Professor Schwartz notes that a cursory examination of the top-performing countries shows some big differences from the U.S. They don’t leave financing of education to “the vagaries of the local property tax or property wealth,” but instead see education as a state responsibility.

Rather than a bottom-up, grassroots approach to configuring the system, in the top-performing nations “there’s an effort, at the top of the system, to really be clear about goals, and often those get expressed (as) national standards,” he said. Rather than come up with complicated statements of what schools must achieve — think No Child Left Behind — the top performers articulate broad, core concepts at specific grade levels and leave it to local schools to achieve.

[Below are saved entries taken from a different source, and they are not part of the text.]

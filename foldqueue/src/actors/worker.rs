mod actor;

use crate::error::LaunchError;
use crate::runner::{ProcessRunner, RunSink};
use crate::types::{Args, Dir, Envs, InputRef, JobId, ProcessRef, Program};
use actor::Actor;
use std::process::Stdio;
use tokio::process;
use tracing::debug;

pub const INPUT_PLACEHOLDER: &str = "{input}";
pub const JOB_ID_PLACEHOLDER: &str = "{job_id}";

/// How to invoke the containerized job. `{input}` and `{job_id}` in the arguments are
/// replaced per job.
#[derive(Clone, Debug)]
pub struct ContainerSpec {
    pub program: Program,
    pub args: Args,
    pub dir: Dir,
    pub envs: Envs,
}

impl ContainerSpec {
    pub fn new(program: impl Into<Program>, args: Args) -> Self {
        Self {
            program: program.into(),
            args,
            dir: None,
            envs: Vec::new(),
        }
    }

    /// The alphafold3 prediction container with its model, database and output mounts.
    pub fn alphafold3() -> Self {
        let args = [
            "run",
            "--rm",
            "-v",
            "/home/entropy/output_alphafold3:/home/entropy/output_alphafold3",
            "-v",
            "/opt/alphafold3_database:/opt/alphafold3_database",
            "-v",
            "/opt/alphafold3_model:/opt/alphafold3_model",
            "--gpus",
            "all",
            "alphafold3",
            "python3",
            "run_alphafold.py",
            "--json_path={input}",
            "--model_dir=/opt/alphafold3_model",
            "--db_dir=/opt/alphafold3_database",
            "--output_dir=/home/entropy/output_alphafold3",
        ];
        Self::new("docker", args.iter().map(|arg| arg.to_string()).collect())
    }

    pub fn render_args(&self, job_id: JobId, input: &InputRef) -> Args {
        let input = input.to_string();
        let job_id = job_id.to_string();
        self.args
            .iter()
            .map(|arg| {
                arg.replace(INPUT_PLACEHOLDER, &input)
                    .replace(JOB_ID_PLACEHOLDER, &job_id)
            })
            .collect()
    }
}

/// Runs each job as a child process described by a `ContainerSpec`.
#[derive(Clone, Debug)]
pub struct ContainerRunner {
    spec: ContainerSpec,
}

impl ContainerRunner {
    pub fn new(spec: ContainerSpec) -> Self {
        Self { spec }
    }

    pub fn spec(&self) -> &ContainerSpec {
        &self.spec
    }
}

impl ProcessRunner for ContainerRunner {
    fn launch(
        &self,
        job_id: JobId,
        input: &InputRef,
        mut sink: RunSink,
    ) -> Result<(), LaunchError> {
        if !input.as_path().is_file() {
            return Err(LaunchError::MissingInput(input.as_path().to_path_buf()));
        }

        let args = self.spec.render_args(job_id, input);
        debug!(%job_id, program = %self.spec.program, ?args, "spawning process");
        let mut command = process::Command::new(&self.spec.program);
        command
            .args(args)
            .envs(self.spec.envs.iter().cloned())
            .stdin(Stdio::null())
            .stdout(Stdio::piped())
            .stderr(Stdio::piped());
        if let Some(dir) = &self.spec.dir {
            command.current_dir(dir);
        }
        let child = command.spawn().map_err(|source| LaunchError::Spawn {
            program: self.spec.program.clone(),
            source,
        })?;

        let process_ref = child
            .id()
            .map(ProcessRef::from)
            .unwrap_or_else(|| ProcessRef::new("unknown"));
        sink.started(process_ref);
        Actor::spawn(child, sink);
        Ok(())
    }
}
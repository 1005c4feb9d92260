use std::path::PathBuf;
use std::time::Duration;

pub const DEFAULT_LOG_DIR: &str = "job-logs";
pub const DEFAULT_KEEPALIVE: Duration = Duration::from_secs(25);
pub const DEFAULT_SUBSCRIBER_CAPACITY: usize = 1024;
pub const DEFAULT_MAILBOX_CAPACITY: usize = 256;
pub const DEFAULT_HISTORY_BYTES: u64 = 64 * 1024;
/// Shortest keepalive interval a subscription will wait.
pub const MIN_KEEPALIVE: Duration = Duration::from_millis(10);

/// Settings shared by the queue and its log hub.
#[derive(Clone, Debug)]
pub struct QueueConfig {
    /// Directory holding one append-only log file per job.
    pub log_dir: PathBuf,
    /// Idle time after which a subscriber receives a keepalive frame.
    pub keepalive: Duration,
    /// Lines buffered per subscriber before new lines are dropped for it.
    pub subscriber_capacity: usize,
    /// Capacity of the queue's request mailbox.
    pub mailbox_capacity: usize,
}

impl Default for QueueConfig {
    fn default() -> Self {
        Self {
            log_dir: PathBuf::from(DEFAULT_LOG_DIR),
            keepalive: DEFAULT_KEEPALIVE,
            subscriber_capacity: DEFAULT_SUBSCRIBER_CAPACITY,
            mailbox_capacity: DEFAULT_MAILBOX_CAPACITY,
        }
    }
}

impl QueueConfig {
    pub fn new(log_dir: impl Into<PathBuf>) -> Self {
        Self {
            log_dir: log_dir.into(),
            ..Self::default()
        }
    }

    pub fn with_keepalive(mut self, keepalive: Duration) -> Self {
        self.keepalive = keepalive.max(MIN_KEEPALIVE);
        self
    }

    pub fn with_subscriber_capacity(mut self, capacity: usize) -> Self {
        self.subscriber_capacity = capacity.max(1);
        self
    }

    pub fn with_mailbox_capacity(mut self, capacity: usize) -> Self {
        self.mailbox_capacity = capacity.max(1);
        self
    }

    /// The same settings with every value raised to what the actors can run with.
    pub(crate) fn clamped(&self) -> Self {
        Self {
            log_dir: self.log_dir.clone(),
            keepalive: self.keepalive.max(MIN_KEEPALIVE),
            subscriber_capacity: self.subscriber_capacity.max(1),
            mailbox_capacity: self.mailbox_capacity.max(1),
        }
    }
}
use crate::types::JobId;
use std::fmt;

#[derive(Clone, Debug, PartialEq, Eq)]
pub enum JobStatus {
    Queued,
    Processing,
    Completed,
    Failed { reason: String },
}

impl JobStatus {
    pub fn is_terminal(&self) -> bool {
        matches!(self, JobStatus::Completed | JobStatus::Failed { .. })
    }

    pub fn label(&self) -> &'static str {
        match self {
            JobStatus::Queued => "queued",
            JobStatus::Processing => "processing",
            JobStatus::Completed => "completed",
            JobStatus::Failed { .. } => "failed",
        }
    }
}

impl fmt::Display for JobStatus {
    fn fmt(&self, f: &mut fmt::Formatter<'_>) -> fmt::Result {
        match self {
            JobStatus::Failed { reason } => write!(f, "failed: {}", reason),
            other => f.write_str(other.label()),
        }
    }
}

#[derive(Clone, Copy, Debug, PartialEq, Eq)]
pub enum LineKind {
    /// Informational notice emitted when a job takes over the unified channel.
    Marker,
    /// A line the external process wrote.
    Output,
    /// The active job retired; the text is its outcome.
    End,
}

/// A line on the unified channel, attributed to the job that produced it.
#[derive(Clone, Debug, PartialEq, Eq)]
pub struct TaggedLine {
    pub job_id: JobId,
    pub kind: LineKind,
    pub text: String,
}

impl TaggedLine {
    pub fn marker(job_id: JobId, text: impl Into<String>) -> Self {
        Self {
            job_id,
            kind: LineKind::Marker,
            text: text.into(),
        }
    }

    pub fn output(job_id: JobId, text: impl Into<String>) -> Self {
        Self {
            job_id,
            kind: LineKind::Output,
            text: text.into(),
        }
    }

    pub fn end(job_id: JobId, text: impl Into<String>) -> Self {
        Self {
            job_id,
            kind: LineKind::End,
            text: text.into(),
        }
    }
}

/// What a subscriber receives.
#[derive(Clone, Debug, PartialEq, Eq)]
pub enum Frame {
    Line(TaggedLine),
    /// Nothing was broadcast for a whole keepalive interval.
    Keepalive,
}
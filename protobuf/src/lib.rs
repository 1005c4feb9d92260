tonic::include_proto!("foldqueue");
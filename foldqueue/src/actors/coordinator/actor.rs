use super::messages::CoordinatorMessage;
use crate::actors::broadcaster::LogHubHandle;
use crate::error::RuntimeFailure;
use crate::events::JobStatus;
use crate::job::JobRegistry;
use crate::runner::{ProcessRunner, RunSink, RunnerEvent};
use crate::status::StatusSnapshot;
use crate::types::{InputRef, JobId, ProcessRef};

use std::collections::VecDeque;
use std::sync::Arc;
use tokio::select;
use tokio::sync::mpsc;
use tracing::{debug, info, warn};

/// Owns all queue state. Being the only task that touches `busy`/`current`, it is the
/// mutual exclusion that keeps more than one job from being in flight.
pub struct JobCoordinator {
    inbox: mpsc::Receiver<CoordinatorMessage>,
    runner_events: mpsc::UnboundedReceiver<RunnerEvent>,
    events_tx: mpsc::UnboundedSender<RunnerEvent>,
    runner: Arc<dyn ProcessRunner>,
    hub: LogHubHandle,
    jobs: JobRegistry,
    pending: VecDeque<JobId>,
    current: Option<JobId>,
    busy: bool,
}

impl JobCoordinator {
    pub fn spawn(
        inbox: mpsc::Receiver<CoordinatorMessage>,
        runner: Arc<dyn ProcessRunner>,
        hub: LogHubHandle,
    ) {
        let (events_tx, runner_events) = mpsc::unbounded_channel();
        let actor = Self {
            inbox,
            runner_events,
            events_tx,
            runner,
            hub,
            jobs: JobRegistry::default(),
            pending: VecDeque::new(),
            current: None,
            busy: false,
        };
        tokio::spawn(async move { actor.run().await });
    }

    async fn run(mut self) {
        use self::CoordinatorMessage::*;
        loop {
            select! {
                // runner callbacks first, so a reader that saw a callback fire also sees its effect
                biased;
                Some(event) = self.runner_events.recv() => match event {
                    RunnerEvent::Started { job_id, process_ref } => {
                        self.on_started(job_id, process_ref)
                    }
                    RunnerEvent::Exited { job_id, outcome } => self.on_exited(job_id, outcome),
                },
                maybe_msg = self.inbox.recv() => match maybe_msg {
                    Some(Enqueue { input, response }) => {
                        let job_id = self.enqueue(input);
                        let _ = response.send(job_id);
                        self.drain();
                    }
                    Some(GetStatus { response }) => {
                        let _ = response.send(self.status());
                    }
                    Some(GetJob { job_id, response }) => {
                        let _ = response.send(self.jobs.get(&job_id).cloned());
                    }
                    None => {
                        debug!("all queue handles dropped, coordinator exiting");
                        return;
                    }
                },
            }
        }
    }

    fn enqueue(&mut self, input: InputRef) -> JobId {
        let job_id = self.jobs.create(input);
        self.pending.push_back(job_id);
        info!(%job_id, position = self.pending.len(), "job queued");
        job_id
    }

    fn status(&self) -> StatusSnapshot {
        StatusSnapshot::project(&self.jobs, &self.pending, self.current, self.busy)
    }

    /// Launch pending jobs until one is in flight or the queue is empty.
    ///
    /// Safe to call from any trigger point: it does nothing while a job is in flight.
    fn drain(&mut self) {
        while !self.busy {
            let job_id = match self.pending.pop_front() {
                Some(job_id) => job_id,
                None => return,
            };
            let input = match self.jobs.get(&job_id) {
                Some(job) => job.input.clone(),
                None => continue,
            };

            self.busy = true;
            self.current = Some(job_id);
            let sink = RunSink::new(job_id, self.hub.clone(), self.events_tx.clone());
            match self.runner.launch(job_id, &input, sink) {
                Ok(()) => info!(%job_id, %input, "job launched"),
                Err(err) => {
                    warn!(%job_id, %input, error = %err, "job failed to launch");
                    self.finish(
                        job_id,
                        JobStatus::Failed {
                            reason: err.to_string(),
                        },
                    );
                }
            }
        }
    }

    fn on_started(&mut self, job_id: JobId, process_ref: ProcessRef) {
        if self.current != Some(job_id) {
            debug!(%job_id, "ignoring start of a job that is not in flight");
            return;
        }
        if self.jobs.mark_started(&job_id, process_ref.clone()) {
            info!(%job_id, %process_ref, "job processing");
        } else {
            warn!(%job_id, %process_ref, "job already has a process");
        }
    }

    fn on_exited(&mut self, job_id: JobId, outcome: Result<(), RuntimeFailure>) {
        if self.current != Some(job_id) {
            debug!(%job_id, "ignoring outcome of a job that is not in flight");
            return;
        }
        let status = match outcome {
            Ok(()) => JobStatus::Completed,
            Err(failure) => JobStatus::Failed {
                reason: failure.to_string(),
            },
        };
        self.finish(job_id, status);
        self.drain();
    }

    /// Record a terminal status, retire the job's log tail and free the queue.
    fn finish(&mut self, job_id: JobId, status: JobStatus) {
        match &status {
            JobStatus::Failed { reason } => warn!(%job_id, %reason, "job failed"),
            _ => info!(%job_id, "job completed"),
        }
        let summary = status.to_string();
        self.jobs.mark_finished(&job_id, status);
        self.hub.retire(job_id, summary);
        self.current = None;
        self.busy = false;
    }
}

With some 15,000 locally elected school boards in the U.S., Schwartz acknowledges that such a change will be difficult.

Students in those nations are rigorously evaluated to determine that they’ve achieved. Often, that’s a weeklong evaluation which includes written and oral examination — and no multiple choice questions.

“Young people understand that how well they do on those end-of-high-school assessments really have a lot to do with the kinds of opportunities that are now open to them,” he said.

Successful nations have elevated the status of teachers, too. In Finland, there are ten applications for every teacher prep course, which itself is a demanding five-year process heavy on clinical work.

Though Schwartz told the Camden Conference that he has high regard for Education Secretary Arne Duncan, he believes U.S. priorities are misplaced.

Tying evidence of student learning to teacher evaluation is “not a recipe for progress” in the other countries, he said. Charter schools and other school choice options disrupt, and high-achieving nations instead focus on the system as a whole. Rather than threaten the lowest performing schools, the U.S. should instead do what Canada does, which is lavish attention and support on such schools.

These are hard changes to make, but the proof of their success — albeit in other cultures and other political and economic systems — should not be ignored.